Performing ETL from a relational database into BigQuery using Dataflow

Last reviewed 2022-08-21 UTC

This tutorial demonstrates how to use Dataflow to extract, transform, and load (ETL) data from an online transaction processing (OLTP) relational database into BigQuery for analysis.

This tutorial is intended for database admins, operations professionals, and cloud architects interested in taking advantage of the analytical query capabilities of BigQuery and the batch processing capabilities of Dataflow.

OLTP databases are often relational databases that store information and process transactions for ecommerce sites, software as a service (SaaS) applications, or games. OLTP databases are usually optimized for transactions, which require the ACID properties: atomicity, consistency, isolation, and durability, and typically have highly normalized schemas. In contrast, data warehouses tend to be optimized for data retrieval and analysis, rather than transactions, and typically feature denormalized schemas. Generally, denormalizing data from an OLTP database makes it more useful for analysis in BigQuery.

Objectives

The tutorial shows two approaches to ETL normalized RDBMS data into denormalized BigQuery data:

  • Using BigQuery to load and transform the data. Use this approach to perform a one-time load of a small amount of data into BigQuery for analysis. You might also use this approach to prototype your dataset before you automate larger or multiple datasets.
  • Using Dataflow to load, transform, and cleanse the data. Use this approach to load a larger amount of data, load data from multiple data sources, or to load data incrementally or automatically.

Costs

In this document, you use the following billable components of Google Cloud:

To generate a cost estimate based on your projected usage, use the pricing calculator. New Google Cloud users might be eligible for a free trial.

When you finish the tasks that are described in this document, you can avoid continued billing by deleting the resources that you created. For more information, see Clean up.

Before you begin

  1. Sign in to your Google Cloud account. If you're new to Google Cloud, create an account to evaluate how our products perform in real-world scenarios. New customers also get $300 in free credits to run, test, and deploy workloads.
  2. In the Google Cloud console, on the project selector page, select or create a Google Cloud project.

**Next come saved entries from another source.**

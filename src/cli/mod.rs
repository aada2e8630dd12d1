//! Command-line plumbing shared by the binary: where the repository comes
//! from and the generate workflow.

pub mod orchestration;

use std::path::{Path, PathBuf};

use crate::error::Result;
use crate::git::Git2Repository;

pub use orchestration::{run_generate, GenerateArgs, WorkflowResult};

/// Where the analyzed repository comes from
#[derive(Debug, Clone, PartialEq)]
pub enum RepositorySource {
    /// A repository discovered from a local path
    Local(PathBuf),
    /// A remote repository cloned (single branch) into a temporary directory
    Remote { url: String, branch: String },
}

/// Open or clone the repository described by `source`.
pub fn prepare_repository(source: &RepositorySource) -> Result<Git2Repository> {
    match source {
        RepositorySource::Local(path) => Git2Repository::open(path),
        RepositorySource::Remote { url, branch } => {
            let dest = clone_destination(&std::env::temp_dir(), url, branch);
            tracing::debug!("Cloning {} ({}) into {}", url, branch, dest.display());
            Git2Repository::clone_remote(url, branch, &dest)
        }
    }
}

/// `<base>/semver-gen/<url path>/<branch>`, keeping only safe path segments.
pub fn clone_destination(base: &Path, url: &str, branch: &str) -> PathBuf {
    let without_scheme = url.split_once("://").map(|(_, rest)| rest).unwrap_or(url);
    let path = without_scheme
        .split_once('/')
        .map(|(_, path)| path)
        .unwrap_or(without_scheme);

    let mut dest = base.join("semver-gen");
    for segment in path.split('/').chain(branch.split('/')) {
        let segment = segment.trim_end_matches(".git");
        if !segment.is_empty() && segment != "." && segment != ".." {
            dest.push(segment);
        }
    }
    dest
}
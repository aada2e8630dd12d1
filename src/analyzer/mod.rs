//! Analysis engine for deriving a version from commits and tags

pub mod observer;
pub mod version_analyzer;
pub mod window;

pub use observer::{AnalysisEvent, AnalysisObserver, Category, NoopObserver, TracingObserver};
pub use version_analyzer::{VersionAnalysis, VersionAnalyzer};
pub use window::commits_from;
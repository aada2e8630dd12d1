use std::path::PathBuf;

use anyhow::Result;
use clap::{Parser, Subcommand};
use tracing_subscriber::{layer::SubscriberExt, util::SubscriberInitExt, EnvFilter};

use semver_gen::analyzer::TracingObserver;
use semver_gen::cli::{prepare_repository, run_generate, GenerateArgs, RepositorySource};
use semver_gen::{config, ui};

#[derive(clap::Parser)]
#[command(
    name = "semver-gen",
    about = "Generate a semantic version from git commit messages"
)]
struct Args {
    #[command(subcommand)]
    command: Option<Command>,

    #[arg(short, long, global = true, help = "Configuration file path")]
    config: Option<String>,

    #[arg(
        short,
        long,
        global = true,
        help = "Remote repository URL (ignored with --local)"
    )]
    repository: Option<String>,

    #[arg(
        short,
        long,
        global = true,
        default_value = "main",
        help = "Branch to clone from the remote repository"
    )]
    branch: String,

    #[arg(short, long, global = true, help = "Use the repository in the current directory")]
    local: bool,

    #[arg(short, long, global = true, help = "Only keyword matches change the version")]
    strict: bool,

    #[arg(short, long, global = true, help = "Respect existing tags")]
    existing: bool,

    #[arg(short, long, global = true, help = "Enable debug logging")]
    debug: bool,

    #[arg(short, long, global = true, help = "Print version information")]
    version: bool,
}

#[derive(Subcommand)]
enum Command {
    /// Generate the semantic version (same as running without a subcommand)
    Generate,
}

fn main() -> Result<()> {
    let args = Args::parse();

    if args.version {
        println!("semver-gen {}", env!("CARGO_PKG_VERSION"));
        return Ok(());
    }

    setup_logging(args.debug);

    match args.command {
        Some(Command::Generate) | None => generate(&args),
    }
}

fn generate(args: &Args) -> Result<()> {
    // Load configuration
    let config = match config::load_config(args.config.as_deref()) {
        Ok(cfg) => cfg,
        Err(e) => {
            ui::display_error(&format!("Error loading config: {}", e));
            std::process::exit(1);
        }
    };

    let source = match (&args.repository, args.local) {
        (Some(url), false) => RepositorySource::Remote {
            url: url.clone(),
            branch: args.branch.clone(),
        },
        _ => RepositorySource::Local(PathBuf::from(".")),
    };

    let repo = match prepare_repository(&source) {
        Ok(repo) => repo,
        Err(e) => {
            ui::display_error(&format!("Unable to prepare repository: {}", e));
            std::process::exit(1);
        }
    };

    let generate_args = GenerateArgs {
        strict: args.strict,
        existing: args.existing,
    };

    let result = match run_generate(&repo, &generate_args, &config, &TracingObserver) {
        Ok(result) => result,
        Err(e) => {
            ui::display_error(&format!("Failed to generate version: {}", e));
            std::process::exit(1);
        }
    };

    for warning in &result.warnings {
        ui::display_boundary_warning(warning);
    }

    if args.debug {
        if let Some(tag) = &result.resumed_from_tag {
            ui::display_status(&format!("Resumed from tag {}", tag));
        }
        ui::display_commit_analysis(&result.commits);
    }

    ui::display_version(&result.version);
    Ok(())
}

/// Set up logging/tracing.
fn setup_logging(debug: bool) {
    let filter = if debug {
        EnvFilter::try_new("semver_gen=debug,warn").unwrap_or_else(|_| EnvFilter::new("warn"))
    } else {
        EnvFilter::try_from_default_env().unwrap_or_else(|_| EnvFilter::new("warn"))
    };

    tracing_subscriber::registry()
        .with(filter)
        .with(
            tracing_subscriber::fmt::layer()
                .with_target(false)
                .with_writer(std::io::stderr),
        )
        .init();

    tracing::debug!("Debug logging enabled");
}
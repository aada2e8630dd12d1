//! User interface module - terminal output.
//!
//! The derived version goes to stdout, everything else to stderr, so the
//! output can be captured by scripts.

pub mod formatter;

pub use formatter::{
    display_boundary_warning, display_commit_analysis, display_error, display_status,
    display_version, format_commit_analysis, format_version_line,
};
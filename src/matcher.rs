//! Keyword matching of commit messages against wording categories.
//!
//! A keyword matches when it appears in the message as a case-insensitive
//! substring, or when it fuzzy-matches a single word of the message (its
//! characters occur in order, ignoring case and diacritics). A match is vetoed
//! when the message contains any blacklisted term.

use nucleo_matcher::pattern::{Atom, AtomKind, CaseMatching, Normalization};
use nucleo_matcher::{Matcher, Utf32String};

/// Outcome of checking one message against one keyword list
#[derive(Debug, Clone, PartialEq, Eq)]
pub enum MatchOutcome {
    /// No keyword matched
    NoMatch,
    /// `keyword` matched and nothing vetoed it
    Matched { keyword: String },
    /// `keyword` matched but the message contains the blacklisted `term`
    Vetoed { keyword: String, term: String },
}

impl MatchOutcome {
    pub fn is_match(&self) -> bool {
        matches!(self, MatchOutcome::Matched { .. })
    }
}

/// Fuzzy keyword matcher backed by nucleo-matcher
pub struct KeywordMatcher {
    matcher: Matcher,
}

impl KeywordMatcher {
    pub fn new() -> Self {
        Self {
            matcher: Matcher::new(nucleo_matcher::Config::DEFAULT),
        }
    }

    /// Returns true when a keyword from `targets` matches `tokens` and no
    /// `blacklist` term occurs in the message.
    pub fn check_matches(
        &mut self,
        tokens: &[&str],
        targets: &[String],
        blacklist: &[String],
    ) -> bool {
        self.classify(tokens, targets, blacklist).is_match()
    }

    /// Like [`check_matches`](Self::check_matches), but reports which keyword
    /// matched and which term vetoed it.
    ///
    /// Targets are scanned in order and scanning stops at the first match.
    ///
    /// Keywords and blacklist terms that are empty or only whitespace are
    /// skipped. Taken literally they would be a substring of every message,
    /// so an empty keyword would match everything and an empty blacklist term
    /// would veto everything.
    pub fn classify(
        &mut self,
        tokens: &[&str],
        targets: &[String],
        blacklist: &[String],
    ) -> MatchOutcome {
        let content = tokens.join(" ");
        let content_lower = content.to_lowercase();

        let keyword = targets
            .iter()
            .filter(|target| !target.trim().is_empty())
            .find(|target| self.keyword_matches(target, tokens, &content_lower));

        let Some(keyword) = keyword else {
            return MatchOutcome::NoMatch;
        };

        let veto = blacklist
            .iter()
            .filter(|term| !term.trim().is_empty())
            .find(|term| content_lower.contains(&term.to_lowercase()));

        match veto {
            Some(term) => MatchOutcome::Vetoed {
                keyword: keyword.clone(),
                term: term.clone(),
            },
            None => MatchOutcome::Matched {
                keyword: keyword.clone(),
            },
        }
    }

    fn keyword_matches(&mut self, keyword: &str, tokens: &[&str], content_lower: &str) -> bool {
        if content_lower.contains(&keyword.to_lowercase()) {
            return true;
        }

        let atom = Atom::new(
            keyword,
            CaseMatching::Ignore,
            Normalization::Smart,
            AtomKind::Fuzzy,
            false,
        );

        tokens.iter().any(|token| {
            let haystack = Utf32String::from(*token);
            atom.score(haystack.slice(..), &mut self.matcher).is_some()
        })
    }
}

impl Default for KeywordMatcher {
    fn default() -> Self {
        Self::new()
    }
}
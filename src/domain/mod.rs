//! Domain logic - pure types and parsing independent of git operations

pub mod commit;
pub mod tag;
pub mod version;

pub use commit::Commit;
pub use tag::{strip_tag_prefix, Tag};
pub use version::Version;
/// A git tag and the commit it points to
#[derive(Debug, Clone, PartialEq, Eq)]
pub struct Tag {
    pub name: String,
    pub hash: String,
}

impl Tag {
    /// Create a new tag
    pub fn new(name: impl Into<String>, hash: impl Into<String>) -> Self {
        Tag {
            name: name.into(),
            hash: hash.into(),
        }
    }
}

/// Strip a version prefix from a tag name.
///
/// A leading `v` immediately followed by a digit is always removed. Otherwise
/// the first entry of `prefixes` that the tag starts with is removed. At most
/// one prefix is ever stripped.
///
/// # Example
/// ```
/// use semver_gen::domain::strip_tag_prefix;
///
/// assert_eq!(strip_tag_prefix("v1.2.3", &[]), "1.2.3");
/// assert_eq!(strip_tag_prefix("version-1.0.0", &[]), "version-1.0.0");
/// assert_eq!(strip_tag_prefix("app-0.0.16", &["app-".to_string()]), "0.0.16");
/// ```
pub fn strip_tag_prefix<'a>(tag: &'a str, prefixes: &[String]) -> &'a str {
    if let Some(rest) = tag.strip_prefix('v') {
        if rest.starts_with(|c: char| c.is_ascii_digit()) {
            return rest;
        }
    }

    prefixes
        .iter()
        .filter(|prefix| !prefix.is_empty())
        .find_map(|prefix| tag.strip_prefix(prefix.as_str()))
        .unwrap_or(tag)
}
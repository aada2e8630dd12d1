use std::fmt;

/// Non-fatal conditions met at the edges of the analyzed history.
/// The version is still produced; these are reported to the user.
#[derive(Debug, Clone, PartialEq)]
pub enum BoundaryWarning {
    /// The repository history is empty, the initial version is returned as-is
    NoCommits,
    /// The configured start commit is not in the history, all commits are used
    StartCommitNotFound { commit: String },
    /// The most recent tag cannot be read as `x.y.z`
    UnparsableTag { tag: String },
    /// Existing tags were requested but none points into the analyzed history
    NoTaggedCommit { tags_found: usize },
}

fn short_hash(hash: &str) -> &str {
    hash.get(..7).unwrap_or(hash)
}

impl fmt::Display for BoundaryWarning {
    fn fmt(&self, f: &mut fmt::Formatter<'_>) -> fmt::Result {
        match self {
            BoundaryWarning::NoCommits => write!(f, "No commits found in repository history"),
            BoundaryWarning::StartCommitNotFound { commit } => write!(
                f,
                "Start commit '{}' not found, analyzing full history",
                short_hash(commit)
            ),
            BoundaryWarning::UnparsableTag { tag } => write!(
                f,
                "Cannot parse tag '{}': expected x.y.z, keeping current version",
                tag
            ),
            BoundaryWarning::NoTaggedCommit { tags_found } => write!(
                f,
                "None of the {} existing tags points at an analyzed commit, starting from scratch",
                tags_found
            ),
        }
    }
}
use crate::analyzer::observer::{AnalysisEvent, AnalysisObserver, Category, NoopObserver};
use crate::config::{Config, WordingConfig};
use crate::domain::{Commit, Tag, Version};
use crate::matcher::{KeywordMatcher, MatchOutcome};

/// Transitions in priority order. The first category whose wording matches a
/// commit is applied and the rest are skipped.
const TRANSITIONS: [(Category, fn(Version) -> Version); 4] = [
    (Category::Major, bump_major),
    (Category::Minor, bump_minor),
    (Category::Release, bump_release),
    (Category::Patch, bump_patch),
];

fn bump_major(v: Version) -> Version {
    Version::new(v.major.saturating_add(1), 0, 1)
}

fn bump_minor(v: Version) -> Version {
    Version::new(v.major, v.minor.saturating_add(1), 1)
}

fn bump_release(v: Version) -> Version {
    Version::release_candidate(v.major, v.minor, 1, v.release.saturating_add(1))
}

fn bump_patch(v: Version) -> Version {
    Version {
        patch: v.patch.saturating_add(1),
        ..v
    }
}

fn keywords(wording: &WordingConfig, category: Category) -> &[String] {
    match category {
        Category::Major => &wording.major,
        Category::Minor => &wording.minor,
        Category::Release => &wording.release,
        Category::Patch => &wording.patch,
    }
}

/// Result of folding a commit history into a version
#[derive(Debug, Clone, PartialEq)]
pub struct VersionAnalysis {
    pub version: Version,
    /// Tag the fold resumed after, when existing tags were respected
    pub resumed_from: Option<Tag>,
    /// Number of commits that went through the fold
    pub commits_analyzed: usize,
}

/// Derives a version from commit messages
pub struct VersionAnalyzer<'o> {
    wording: WordingConfig,
    blacklist: Vec<String>,
    tag_prefixes: Vec<String>,
    respect_existing: bool,
    strict: bool,
    matcher: KeywordMatcher,
    observer: &'o dyn AnalysisObserver,
}

impl VersionAnalyzer<'static> {
    /// Create an analyzer from configuration.
    ///
    /// Strict mode and respect-existing start from `force.strict` and
    /// `force.existing`.
    pub fn new(config: &Config) -> Self {
        VersionAnalyzer {
            wording: config.wording.clone(),
            blacklist: config.blacklist.clone(),
            tag_prefixes: config.tag_prefixes.clone(),
            respect_existing: config.force.existing,
            strict: config.force.strict,
            matcher: KeywordMatcher::new(),
            observer: &NoopObserver,
        }
    }
}

impl<'o> VersionAnalyzer<'o> {
    /// Report analysis events to `observer`
    pub fn with_observer<'a>(self, observer: &'a dyn AnalysisObserver) -> VersionAnalyzer<'a> {
        VersionAnalyzer {
            wording: self.wording,
            blacklist: self.blacklist,
            tag_prefixes: self.tag_prefixes,
            respect_existing: self.respect_existing,
            strict: self.strict,
            matcher: self.matcher,
            observer,
        }
    }

    pub fn strict(mut self, strict: bool) -> Self {
        self.strict = strict;
        self
    }

    pub fn respect_existing(mut self, respect_existing: bool) -> Self {
        self.respect_existing = respect_existing;
        self
    }

    /// Fold `commits` (oldest first) into a version starting from `initial`.
    pub fn calculate(&mut self, commits: &[Commit], tags: &[Tag], initial: Version) -> Version {
        self.analyze(commits, tags, initial).version
    }

    /// Fold `commits` (oldest first) into a version starting from `initial`.
    ///
    /// When respecting existing tags, the fold starts right after the most
    /// recent tagged commit, seeded with that tag's version. A tag that is
    /// not in `x.y.z` form leaves `initial` in place.
    pub fn analyze(
        &mut self,
        commits: &[Commit],
        tags: &[Tag],
        initial: Version,
    ) -> VersionAnalysis {
        let mut version = initial;
        let mut start = 0;
        let mut resumed_from = None;

        if self.respect_existing && !tags.is_empty() {
            if let Some((index, tag)) = latest_tagged_commit(commits, tags) {
                match Version::try_parse_existing(&tag.name, &self.tag_prefixes) {
                    Some(parsed) => {
                        version = parsed;
                        self.observer.on_event(&AnalysisEvent::ResumedFromTag {
                            tag,
                            commit: &commits[index],
                            version,
                        });
                    }
                    None => self
                        .observer
                        .on_event(&AnalysisEvent::UnparsableTag { tag }),
                }
                start = index + 1;
                resumed_from = Some(tag.clone());
            }
        }

        let remaining = &commits[start..];
        let version = remaining
            .iter()
            .fold(version, |version, commit| self.apply_commit(version, commit));

        VersionAnalysis {
            version,
            resumed_from,
            commits_analyzed: remaining.len(),
        }
    }

    /// One step of the fold: the default bump (non-strict only) followed by
    /// at most one keyword transition.
    pub fn apply_commit(&mut self, mut version: Version, commit: &Commit) -> Version {
        if !self.strict {
            version.patch = version.patch.saturating_add(1);
            self.observer
                .on_event(&AnalysisEvent::DefaultBump { commit, version });
        }

        let tokens = commit.tokens();
        for (category, transition) in TRANSITIONS {
            let targets = keywords(&self.wording, category);
            match self.matcher.classify(&tokens, targets, &self.blacklist) {
                MatchOutcome::Matched { keyword } => {
                    let version = transition(version);
                    self.observer.on_event(&AnalysisEvent::Transition {
                        commit,
                        category,
                        keyword: &keyword,
                        version,
                    });
                    return version;
                }
                MatchOutcome::Vetoed { keyword, term } => {
                    self.observer.on_event(&AnalysisEvent::Vetoed {
                        commit,
                        category,
                        keyword: &keyword,
                        term: &term,
                    });
                }
                MatchOutcome::NoMatch => {}
            }
        }

        version
    }
}

/// The most recent commit carrying a tag, with the first tag (in list order)
/// pointing at it.
fn latest_tagged_commit<'a>(commits: &[Commit], tags: &'a [Tag]) -> Option<(usize, &'a Tag)> {
    commits.iter().enumerate().rev().find_map(|(index, commit)| {
        tags.iter()
            .find(|tag| tag.hash == commit.hash)
            .map(|tag| (index, tag))
    })
}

    Go to project selector

  3. Make sure that billing is enabled for your Google Cloud project.

  4. Enable the Compute Engine and Dataflow APIs.

    Enable the APIs

  5. In the Google Cloud console, on the project selector page, select or create a Google Cloud project.

    Go to project selector

  6. Make sure that billing is enabled for your Google Cloud project.

  7. Enable the Compute Engine and Dataflow APIs.

    Enable the APIs

Using the MusicBrainz dataset

This tutorial relies on JSON snapshots of tables in the MusicBrainz database, which is built on PostgreSQL and contains information about all of the MusicBrainz music. Some elements of the MusicBrainz schema include:

  • Artists
  • Release groups
  • Releases
  • Recordings
  • Works
  • Labels
  • Many of the relationships between these entities.

The MusicBrainz schema includes three relevant tables: artist, recording, and artist_credit_name. An artist_credit represents credit given to the artist for a recording, and the artist_credit_name rows link the recording with its corresponding artist through the artist_credit value.

This tutorial provides the PostgreSQL tables already extracted into newline-delimited JSON format and stored in a public Cloud Storage bucket: gs://solutions-public-assets/bqetl

If you want to perform this step yourself, you need to have a PostgreSQL database containing the MusicBrainz dataset, and use the following commands to export each of the tables:

host=POSTGRES_HOST
user=POSTGRES_USER
database=POSTGRES_DATABASE

for table in artist recording artist_credit_name
do
    pg_cmd="\\copy (select row_to_json(r) from (select * from ${table}) r ) to exported_${table}.json"
    psql -w -h ${host} -U ${user} -d ${db} -c $pg_cmd
    # clean up extra '\' characters
    sed -i -e 's/\\\\/\\/g' exported_${table}.json 
done

Approach 1: ETL with BigQuery

Use this approach to perform a one-time load of a small amount of data into BigQuery for analysis. You might also use this approach to prototype your dataset before you use automation with larger or multiple datasets.

Create a BigQuery dataset

To create a BigQuery dataset, you load the MusicBrainz tables into BigQuery individually, and then you join the tables that you loaded so that each row contains the data linkage that you want. You store the join results in a new BigQuery table. Then you can delete the original tables that you loaded.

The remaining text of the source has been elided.